**Activity:**
Set down exactly the lines in the records below that run from the line with "filename bedpack/src/geometry/convex_hull.rs" to the line with "points, in counter-clockwise order.", inclusive, and nothing more.

**Data records:**

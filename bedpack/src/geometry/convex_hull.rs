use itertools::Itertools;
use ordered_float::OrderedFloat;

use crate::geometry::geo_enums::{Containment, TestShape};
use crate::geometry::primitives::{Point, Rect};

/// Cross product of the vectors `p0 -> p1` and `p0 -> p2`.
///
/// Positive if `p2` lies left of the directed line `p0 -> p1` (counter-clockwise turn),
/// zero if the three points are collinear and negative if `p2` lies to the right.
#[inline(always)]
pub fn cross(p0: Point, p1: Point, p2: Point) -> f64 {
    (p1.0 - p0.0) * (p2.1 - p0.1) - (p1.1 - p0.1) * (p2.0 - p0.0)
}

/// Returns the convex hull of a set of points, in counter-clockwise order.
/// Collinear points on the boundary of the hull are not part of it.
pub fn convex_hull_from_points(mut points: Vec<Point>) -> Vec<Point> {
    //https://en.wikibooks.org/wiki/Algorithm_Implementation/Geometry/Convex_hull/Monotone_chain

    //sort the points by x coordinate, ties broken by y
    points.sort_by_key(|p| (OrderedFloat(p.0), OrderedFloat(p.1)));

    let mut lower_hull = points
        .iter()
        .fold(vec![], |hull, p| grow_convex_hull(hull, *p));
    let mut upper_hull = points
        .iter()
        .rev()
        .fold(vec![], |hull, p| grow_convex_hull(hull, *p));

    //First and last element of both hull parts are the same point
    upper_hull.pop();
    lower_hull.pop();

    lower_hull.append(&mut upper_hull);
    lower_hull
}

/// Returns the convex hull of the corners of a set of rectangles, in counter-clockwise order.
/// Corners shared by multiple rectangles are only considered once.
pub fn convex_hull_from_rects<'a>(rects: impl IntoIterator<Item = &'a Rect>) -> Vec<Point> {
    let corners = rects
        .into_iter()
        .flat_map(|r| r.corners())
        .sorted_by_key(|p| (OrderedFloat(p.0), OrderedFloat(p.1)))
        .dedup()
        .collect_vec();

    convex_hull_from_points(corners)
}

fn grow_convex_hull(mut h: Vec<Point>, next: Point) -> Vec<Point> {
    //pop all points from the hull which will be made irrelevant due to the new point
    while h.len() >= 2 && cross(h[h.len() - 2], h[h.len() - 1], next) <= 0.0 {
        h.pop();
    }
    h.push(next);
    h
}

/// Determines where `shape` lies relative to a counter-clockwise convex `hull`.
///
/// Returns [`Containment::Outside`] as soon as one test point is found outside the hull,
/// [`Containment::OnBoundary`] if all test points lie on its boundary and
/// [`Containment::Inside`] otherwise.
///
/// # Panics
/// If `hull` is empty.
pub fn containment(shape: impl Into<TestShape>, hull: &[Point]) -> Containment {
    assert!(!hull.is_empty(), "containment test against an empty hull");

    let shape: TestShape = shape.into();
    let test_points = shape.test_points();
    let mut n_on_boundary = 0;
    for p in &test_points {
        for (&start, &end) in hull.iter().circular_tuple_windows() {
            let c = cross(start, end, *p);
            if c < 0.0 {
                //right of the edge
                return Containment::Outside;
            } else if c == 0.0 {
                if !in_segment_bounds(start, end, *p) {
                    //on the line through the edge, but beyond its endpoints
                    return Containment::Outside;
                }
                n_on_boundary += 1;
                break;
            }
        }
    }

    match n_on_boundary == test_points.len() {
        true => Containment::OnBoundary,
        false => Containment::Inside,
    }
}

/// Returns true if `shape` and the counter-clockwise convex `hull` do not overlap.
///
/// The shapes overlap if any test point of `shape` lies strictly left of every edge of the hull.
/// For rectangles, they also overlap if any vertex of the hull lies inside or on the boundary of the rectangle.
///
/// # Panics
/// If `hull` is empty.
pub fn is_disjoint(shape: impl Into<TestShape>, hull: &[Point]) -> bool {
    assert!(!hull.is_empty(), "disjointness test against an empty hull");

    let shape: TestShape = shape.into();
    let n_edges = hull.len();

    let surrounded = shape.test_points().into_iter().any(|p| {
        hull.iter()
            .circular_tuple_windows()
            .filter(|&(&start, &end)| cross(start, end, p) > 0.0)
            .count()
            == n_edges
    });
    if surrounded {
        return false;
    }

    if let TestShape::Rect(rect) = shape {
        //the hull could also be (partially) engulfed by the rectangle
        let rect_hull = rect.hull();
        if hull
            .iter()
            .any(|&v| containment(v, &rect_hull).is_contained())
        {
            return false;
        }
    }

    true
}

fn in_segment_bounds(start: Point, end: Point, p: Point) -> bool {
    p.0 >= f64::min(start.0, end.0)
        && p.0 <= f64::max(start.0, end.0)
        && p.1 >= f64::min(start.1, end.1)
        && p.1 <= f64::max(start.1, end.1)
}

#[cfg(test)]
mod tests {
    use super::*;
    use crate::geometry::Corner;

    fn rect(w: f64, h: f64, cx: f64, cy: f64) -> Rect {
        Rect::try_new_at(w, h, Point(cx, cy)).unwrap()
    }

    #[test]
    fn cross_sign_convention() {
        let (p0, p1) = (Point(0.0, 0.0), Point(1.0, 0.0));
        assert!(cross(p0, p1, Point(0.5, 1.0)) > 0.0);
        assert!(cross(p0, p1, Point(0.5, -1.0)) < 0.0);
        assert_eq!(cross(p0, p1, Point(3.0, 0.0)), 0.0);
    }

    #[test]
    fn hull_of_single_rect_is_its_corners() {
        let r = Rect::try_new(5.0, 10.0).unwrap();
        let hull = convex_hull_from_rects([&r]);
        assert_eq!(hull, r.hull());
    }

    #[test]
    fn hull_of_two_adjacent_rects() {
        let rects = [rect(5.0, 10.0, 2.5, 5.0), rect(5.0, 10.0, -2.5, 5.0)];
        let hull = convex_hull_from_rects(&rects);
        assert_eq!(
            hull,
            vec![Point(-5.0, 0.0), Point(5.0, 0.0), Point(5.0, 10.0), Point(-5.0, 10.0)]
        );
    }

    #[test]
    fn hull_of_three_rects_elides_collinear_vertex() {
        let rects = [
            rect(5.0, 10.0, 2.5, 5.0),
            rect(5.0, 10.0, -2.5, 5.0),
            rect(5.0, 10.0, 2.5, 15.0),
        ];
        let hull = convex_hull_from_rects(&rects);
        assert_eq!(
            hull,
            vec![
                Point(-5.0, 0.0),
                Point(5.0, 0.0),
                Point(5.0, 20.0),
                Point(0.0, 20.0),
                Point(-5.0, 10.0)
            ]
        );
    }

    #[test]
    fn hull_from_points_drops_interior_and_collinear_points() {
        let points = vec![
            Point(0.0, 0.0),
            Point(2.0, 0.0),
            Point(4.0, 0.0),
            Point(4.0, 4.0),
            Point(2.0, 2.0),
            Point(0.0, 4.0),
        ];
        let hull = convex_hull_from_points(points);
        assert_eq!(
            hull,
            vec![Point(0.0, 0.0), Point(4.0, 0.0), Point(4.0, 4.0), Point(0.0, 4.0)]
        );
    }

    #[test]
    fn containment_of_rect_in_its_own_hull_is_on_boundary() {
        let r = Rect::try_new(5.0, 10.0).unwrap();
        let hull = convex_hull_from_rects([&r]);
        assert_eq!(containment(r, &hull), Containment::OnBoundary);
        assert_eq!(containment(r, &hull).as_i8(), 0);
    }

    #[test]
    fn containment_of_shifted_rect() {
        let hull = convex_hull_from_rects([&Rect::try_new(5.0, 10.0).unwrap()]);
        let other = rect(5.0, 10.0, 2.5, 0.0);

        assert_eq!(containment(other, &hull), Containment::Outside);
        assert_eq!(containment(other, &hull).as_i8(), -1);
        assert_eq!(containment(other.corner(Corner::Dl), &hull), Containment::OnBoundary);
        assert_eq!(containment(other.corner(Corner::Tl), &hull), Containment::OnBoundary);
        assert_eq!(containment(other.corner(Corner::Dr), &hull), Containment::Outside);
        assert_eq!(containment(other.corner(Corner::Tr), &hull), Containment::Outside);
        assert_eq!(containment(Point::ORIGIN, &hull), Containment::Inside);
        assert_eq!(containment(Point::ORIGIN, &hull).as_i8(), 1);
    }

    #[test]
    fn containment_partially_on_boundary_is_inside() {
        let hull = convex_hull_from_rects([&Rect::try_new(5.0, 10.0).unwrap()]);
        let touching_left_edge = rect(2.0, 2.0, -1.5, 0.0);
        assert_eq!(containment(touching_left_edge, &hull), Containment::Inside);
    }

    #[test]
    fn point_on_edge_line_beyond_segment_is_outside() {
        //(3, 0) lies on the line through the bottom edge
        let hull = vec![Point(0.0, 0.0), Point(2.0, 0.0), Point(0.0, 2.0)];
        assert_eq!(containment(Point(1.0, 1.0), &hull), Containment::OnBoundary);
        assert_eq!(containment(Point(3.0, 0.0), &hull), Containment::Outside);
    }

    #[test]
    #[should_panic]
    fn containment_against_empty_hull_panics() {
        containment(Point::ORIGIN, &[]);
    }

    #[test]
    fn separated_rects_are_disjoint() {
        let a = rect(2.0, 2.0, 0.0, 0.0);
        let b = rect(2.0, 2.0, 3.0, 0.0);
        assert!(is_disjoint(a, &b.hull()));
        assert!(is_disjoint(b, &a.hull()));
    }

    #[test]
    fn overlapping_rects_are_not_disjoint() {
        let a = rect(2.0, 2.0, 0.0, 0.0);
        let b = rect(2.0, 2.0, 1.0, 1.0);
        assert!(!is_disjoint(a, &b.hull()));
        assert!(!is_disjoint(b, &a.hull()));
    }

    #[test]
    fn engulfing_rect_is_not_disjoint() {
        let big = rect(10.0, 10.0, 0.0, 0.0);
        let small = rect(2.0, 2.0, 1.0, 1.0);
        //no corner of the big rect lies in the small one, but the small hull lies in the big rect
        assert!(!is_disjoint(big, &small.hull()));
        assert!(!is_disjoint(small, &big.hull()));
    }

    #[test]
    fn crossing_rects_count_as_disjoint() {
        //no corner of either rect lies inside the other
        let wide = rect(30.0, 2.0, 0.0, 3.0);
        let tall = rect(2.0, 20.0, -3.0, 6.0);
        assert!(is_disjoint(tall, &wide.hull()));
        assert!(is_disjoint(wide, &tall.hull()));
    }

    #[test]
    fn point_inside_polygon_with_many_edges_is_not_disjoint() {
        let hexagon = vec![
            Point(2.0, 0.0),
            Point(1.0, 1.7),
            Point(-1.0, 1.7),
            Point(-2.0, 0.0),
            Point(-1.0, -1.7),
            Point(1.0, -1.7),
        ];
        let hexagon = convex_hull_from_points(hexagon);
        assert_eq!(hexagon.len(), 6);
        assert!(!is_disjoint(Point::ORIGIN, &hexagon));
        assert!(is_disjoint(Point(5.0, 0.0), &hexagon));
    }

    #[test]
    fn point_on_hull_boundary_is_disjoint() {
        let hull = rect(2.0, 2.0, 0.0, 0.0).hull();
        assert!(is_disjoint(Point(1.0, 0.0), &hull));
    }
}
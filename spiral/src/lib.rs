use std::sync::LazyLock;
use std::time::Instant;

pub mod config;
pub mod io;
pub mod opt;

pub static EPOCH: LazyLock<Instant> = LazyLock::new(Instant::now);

* * *

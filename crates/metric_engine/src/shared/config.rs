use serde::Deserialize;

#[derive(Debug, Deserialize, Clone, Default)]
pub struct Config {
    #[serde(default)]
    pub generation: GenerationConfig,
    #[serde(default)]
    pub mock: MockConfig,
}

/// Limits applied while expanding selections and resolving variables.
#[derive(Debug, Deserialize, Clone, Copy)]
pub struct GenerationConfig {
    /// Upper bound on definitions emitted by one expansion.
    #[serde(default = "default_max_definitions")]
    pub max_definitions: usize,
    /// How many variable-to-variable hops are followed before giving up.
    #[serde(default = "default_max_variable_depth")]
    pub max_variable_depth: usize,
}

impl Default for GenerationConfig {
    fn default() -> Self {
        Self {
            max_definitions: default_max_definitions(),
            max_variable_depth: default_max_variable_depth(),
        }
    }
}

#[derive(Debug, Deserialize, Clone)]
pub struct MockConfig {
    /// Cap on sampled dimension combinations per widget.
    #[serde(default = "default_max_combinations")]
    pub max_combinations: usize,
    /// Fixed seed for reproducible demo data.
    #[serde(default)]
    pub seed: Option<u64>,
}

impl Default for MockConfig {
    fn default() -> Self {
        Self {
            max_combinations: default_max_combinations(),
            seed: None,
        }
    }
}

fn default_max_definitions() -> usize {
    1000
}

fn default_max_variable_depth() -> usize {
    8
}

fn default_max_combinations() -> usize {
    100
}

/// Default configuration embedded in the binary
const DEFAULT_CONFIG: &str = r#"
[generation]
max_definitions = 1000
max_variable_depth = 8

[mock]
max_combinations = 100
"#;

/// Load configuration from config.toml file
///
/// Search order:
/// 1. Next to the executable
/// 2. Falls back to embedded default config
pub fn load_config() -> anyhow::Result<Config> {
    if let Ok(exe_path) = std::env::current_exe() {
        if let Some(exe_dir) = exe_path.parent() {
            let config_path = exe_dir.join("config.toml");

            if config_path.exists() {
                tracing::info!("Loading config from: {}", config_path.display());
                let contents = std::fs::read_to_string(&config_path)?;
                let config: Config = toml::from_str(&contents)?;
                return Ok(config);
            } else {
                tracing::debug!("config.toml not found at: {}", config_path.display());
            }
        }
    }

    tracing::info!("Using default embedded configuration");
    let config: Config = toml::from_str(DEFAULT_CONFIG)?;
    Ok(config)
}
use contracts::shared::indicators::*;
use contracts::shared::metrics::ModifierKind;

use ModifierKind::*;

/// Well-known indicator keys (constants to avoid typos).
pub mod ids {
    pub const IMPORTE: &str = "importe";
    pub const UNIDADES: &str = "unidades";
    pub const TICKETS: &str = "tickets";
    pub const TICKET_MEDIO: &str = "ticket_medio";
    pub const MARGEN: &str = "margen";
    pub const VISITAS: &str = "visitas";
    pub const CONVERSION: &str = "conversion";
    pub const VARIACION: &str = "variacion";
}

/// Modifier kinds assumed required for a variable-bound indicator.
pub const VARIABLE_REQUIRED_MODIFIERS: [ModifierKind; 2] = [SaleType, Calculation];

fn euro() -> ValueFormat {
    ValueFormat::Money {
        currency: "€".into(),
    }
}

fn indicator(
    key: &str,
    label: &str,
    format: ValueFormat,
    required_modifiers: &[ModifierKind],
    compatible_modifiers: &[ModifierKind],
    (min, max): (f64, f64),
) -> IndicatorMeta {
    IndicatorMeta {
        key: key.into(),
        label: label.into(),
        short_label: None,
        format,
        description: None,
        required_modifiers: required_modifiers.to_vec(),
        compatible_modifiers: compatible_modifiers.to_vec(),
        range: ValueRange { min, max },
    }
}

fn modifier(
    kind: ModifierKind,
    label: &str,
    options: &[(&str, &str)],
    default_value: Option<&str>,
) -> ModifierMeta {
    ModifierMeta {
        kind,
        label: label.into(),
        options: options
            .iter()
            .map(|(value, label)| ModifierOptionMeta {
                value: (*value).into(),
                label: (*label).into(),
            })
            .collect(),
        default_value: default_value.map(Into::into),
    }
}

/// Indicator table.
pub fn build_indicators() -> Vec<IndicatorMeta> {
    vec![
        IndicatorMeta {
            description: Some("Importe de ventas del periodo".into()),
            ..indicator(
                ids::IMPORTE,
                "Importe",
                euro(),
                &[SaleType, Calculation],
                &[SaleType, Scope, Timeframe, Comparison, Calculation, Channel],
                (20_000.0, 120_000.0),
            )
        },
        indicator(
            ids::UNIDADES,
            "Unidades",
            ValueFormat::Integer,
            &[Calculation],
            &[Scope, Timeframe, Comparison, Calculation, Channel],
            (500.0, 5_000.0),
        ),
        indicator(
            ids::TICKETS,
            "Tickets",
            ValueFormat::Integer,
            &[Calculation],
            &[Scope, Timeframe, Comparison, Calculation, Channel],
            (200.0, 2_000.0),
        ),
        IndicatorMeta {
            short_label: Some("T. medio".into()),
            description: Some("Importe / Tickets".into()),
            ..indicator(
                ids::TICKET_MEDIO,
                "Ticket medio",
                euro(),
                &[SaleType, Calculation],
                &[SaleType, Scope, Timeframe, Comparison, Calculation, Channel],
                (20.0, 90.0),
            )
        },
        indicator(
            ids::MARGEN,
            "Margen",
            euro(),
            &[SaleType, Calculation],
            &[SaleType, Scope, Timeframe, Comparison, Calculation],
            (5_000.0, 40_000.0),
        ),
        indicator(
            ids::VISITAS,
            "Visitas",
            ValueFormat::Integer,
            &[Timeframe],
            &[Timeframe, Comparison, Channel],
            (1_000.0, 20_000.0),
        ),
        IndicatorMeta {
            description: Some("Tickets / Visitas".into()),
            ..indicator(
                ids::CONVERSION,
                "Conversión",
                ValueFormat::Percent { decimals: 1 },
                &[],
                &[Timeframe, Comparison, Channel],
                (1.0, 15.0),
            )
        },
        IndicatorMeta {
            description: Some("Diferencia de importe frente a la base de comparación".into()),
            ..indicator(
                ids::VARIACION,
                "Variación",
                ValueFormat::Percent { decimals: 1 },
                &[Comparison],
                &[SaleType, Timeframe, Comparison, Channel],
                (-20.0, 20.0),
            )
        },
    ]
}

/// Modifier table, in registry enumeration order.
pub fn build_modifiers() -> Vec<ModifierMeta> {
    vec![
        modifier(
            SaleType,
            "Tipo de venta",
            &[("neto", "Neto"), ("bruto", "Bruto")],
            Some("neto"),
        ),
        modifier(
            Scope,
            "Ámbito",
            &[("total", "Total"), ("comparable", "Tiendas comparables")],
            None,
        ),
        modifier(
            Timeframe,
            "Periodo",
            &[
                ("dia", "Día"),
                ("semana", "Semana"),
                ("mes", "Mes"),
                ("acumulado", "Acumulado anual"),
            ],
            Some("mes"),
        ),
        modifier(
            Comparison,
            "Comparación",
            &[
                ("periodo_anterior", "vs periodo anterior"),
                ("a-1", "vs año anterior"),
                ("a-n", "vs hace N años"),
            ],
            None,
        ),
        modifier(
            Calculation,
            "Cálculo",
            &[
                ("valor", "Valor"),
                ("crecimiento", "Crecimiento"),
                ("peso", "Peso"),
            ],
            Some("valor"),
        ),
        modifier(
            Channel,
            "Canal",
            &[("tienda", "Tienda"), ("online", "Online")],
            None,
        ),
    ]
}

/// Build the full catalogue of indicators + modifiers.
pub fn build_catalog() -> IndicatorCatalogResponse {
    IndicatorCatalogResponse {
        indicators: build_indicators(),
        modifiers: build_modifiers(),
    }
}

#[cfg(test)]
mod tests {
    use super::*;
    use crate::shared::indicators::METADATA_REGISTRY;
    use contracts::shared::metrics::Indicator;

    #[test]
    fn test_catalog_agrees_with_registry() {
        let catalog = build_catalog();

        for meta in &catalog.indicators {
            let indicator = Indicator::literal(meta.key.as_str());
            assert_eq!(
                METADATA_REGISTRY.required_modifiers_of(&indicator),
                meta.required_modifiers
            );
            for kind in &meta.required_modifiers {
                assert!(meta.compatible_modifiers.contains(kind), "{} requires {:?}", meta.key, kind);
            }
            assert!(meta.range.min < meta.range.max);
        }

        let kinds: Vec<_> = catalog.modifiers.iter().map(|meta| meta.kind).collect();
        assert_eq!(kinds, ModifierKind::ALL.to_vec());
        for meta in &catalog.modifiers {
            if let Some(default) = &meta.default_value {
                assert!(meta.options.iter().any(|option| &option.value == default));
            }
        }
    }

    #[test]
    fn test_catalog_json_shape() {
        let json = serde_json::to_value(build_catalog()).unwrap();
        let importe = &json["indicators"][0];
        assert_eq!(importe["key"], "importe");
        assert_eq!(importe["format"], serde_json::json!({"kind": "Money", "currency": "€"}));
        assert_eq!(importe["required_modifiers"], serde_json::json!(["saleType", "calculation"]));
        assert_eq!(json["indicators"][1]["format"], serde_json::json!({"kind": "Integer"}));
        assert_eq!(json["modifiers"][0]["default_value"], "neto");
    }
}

**Response:**
filename bedpack/src/geometry/convex_hull.rs
use itertools::Itertools;
use ordered_float::OrderedFloat;

use crate::geometry::geo_enums::{Containment, TestShape};
use crate::geometry::primitives::{Point, Rect};

/// Cross product of the vectors `p0 -> p1` and `p0 -> p2`.
///
/// Positive if `p2` lies left of the directed line `p0 -> p1` (counter-clockwise turn),
/// zero if the three points are collinear and negative if `p2` lies to the right.
#[inline(always)]
pub fn cross(p0: Point, p1: Point, p2: Point) -> f64 {
    (p1.0 - p0.0) * (p2.1 - p0.1) - (p1.1 - p0.1) * (p2.0 - p0.0)
}

/// Returns the convex hull of a set of points, in counter-clockwise order.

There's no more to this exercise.